HLG

Six Ideas That Made Us Think

1. In Search of a Democratic Socialist Paradise

J.P. Morgan analyst Michael Cembalest set out to report on how democratic socialism was working in what is commonly believed to be its cradle, Scandinavia. He found no evidence it exists there:

Copy the Nordic model if you like, but understand that it entails a lot of capitalism and pro-business policies…Nordic countries rank even higher than the US with respect to “Business Freedoms”, which include streamlined regulations for new businesses creation, and the ease and cost of obtaining licenses and real estate development permits. Nordic countries are also more open to free trade than the US (this was true even before Trump’s tariff barriers), are more open to foreign direct investment and apply fewer capital controls. Nordics are also very protective of physical and intellectual property rights, and the adverse impact of Nordic government regulation on competition is lower than in the US.

Curiously, the only country that Cembalest could find that fit the democratic socialist model was Argentina, which, he reports, has not only “defaulted 7 times since its independence in 1816,” but has also “seen the largest relative standard of living decline in the world since 1900, and which is on the brink of political and economic chaos again in 2019.”

2. Is Mastery Overrated?

In The Atlantic, Jerry Useem takes a look at how the U.S. Navy is preparing its recruits to be multi-taskers. The Navy, like many other industries, finds deep knowledge and specialization out of fashion, as well as “grit” and “focus,” two traits celebrated by Malcolm Gladwell and Angela Duckworth:

In the stable environments Duckworth and Gladwell draw from (chess, tennis, piano, higher education), a rigid adherence to routine can no doubt serve you well. But in situations with rapidly changing rules and roles, a small but growing body of evidence now suggests that it can leave you ill-equipped.

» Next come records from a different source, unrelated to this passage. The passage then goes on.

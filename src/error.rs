use thiserror::Error;

pub type Result<T> = std::result::Result<T, Error>;

/// Top-level error type for the crate.
///
/// Upstream failures (`UpstreamStatus`, `Network`) are expected outcomes: the
/// resolver turns them into an unavailable lookup result instead of raising.
/// Store failures are fatal and propagate to the caller.
#[derive(Debug, Error)]
pub enum Error {
    #[error("upstream returned status {0}")]
    UpstreamStatus(u16),

    #[error("network error: {0}")]
    Network(#[from] reqwest::Error),

    #[error("store I/O error: {0}")]
    StoreIo(#[from] std::io::Error),

    #[error("store encoding error: {0}")]
    StoreEncoding(#[from] bincode::Error),

    #[error("missing configuration: {0}")]
    Config(String),
}

#[cfg(test)]
mod tests {
    use super::*;

    #[test]
    fn upstream_status_message_contains_code() {
        let err = Error::UpstreamStatus(404);
        assert!(err.to_string().contains("404"));
    }

    #[test]
    fn config_error_names_the_missing_key() {
        let err = Error::Config("LASTFM_API_KEY is not set".to_string());
        assert!(err.to_string().contains("LASTFM_API_KEY"));
    }

    #[test]
    fn io_error_converts() {
        let io = std::io::Error::new(std::io::ErrorKind::PermissionDenied, "denied");
        let err: Error = io.into();
        match err {
            Error::StoreIo(_) => (),
            other => panic!("expected StoreIo, got {other:?}"),
        }
    }
}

Where does that leave things? Useem reports on what he's been hearing off the Navy's ships:

“The half-life of skills is getting shorter,” I was told by IBM’s Joanna Daly, who oversaw an apprenticeship program that trained tech employees for new jobs within the company in as few as six months…I asked John Sullivan, a prominent Silicon Valley talent adviser, why should anyone take the time to master anything at all? “You shouldn’t!” he replied.

3. Cornhole, Division I

Apparently every bar room diversion and Red State pastime now aspires to be an Olympic sport. Experience reports from the frontier of professional cornhole:

The emerging rules for competitive play, generally agreed upon by the three major governing bodies, require each board to be two by four feet with a six-inch circular hole nine inches from the top. Regulation play — so egregiously flouted in Germany — sets the boards precisely 33 feet apart. Players must toss from behind a foul line in the “pitcher’s box,” the rectangular area directly to the left or right of the platform.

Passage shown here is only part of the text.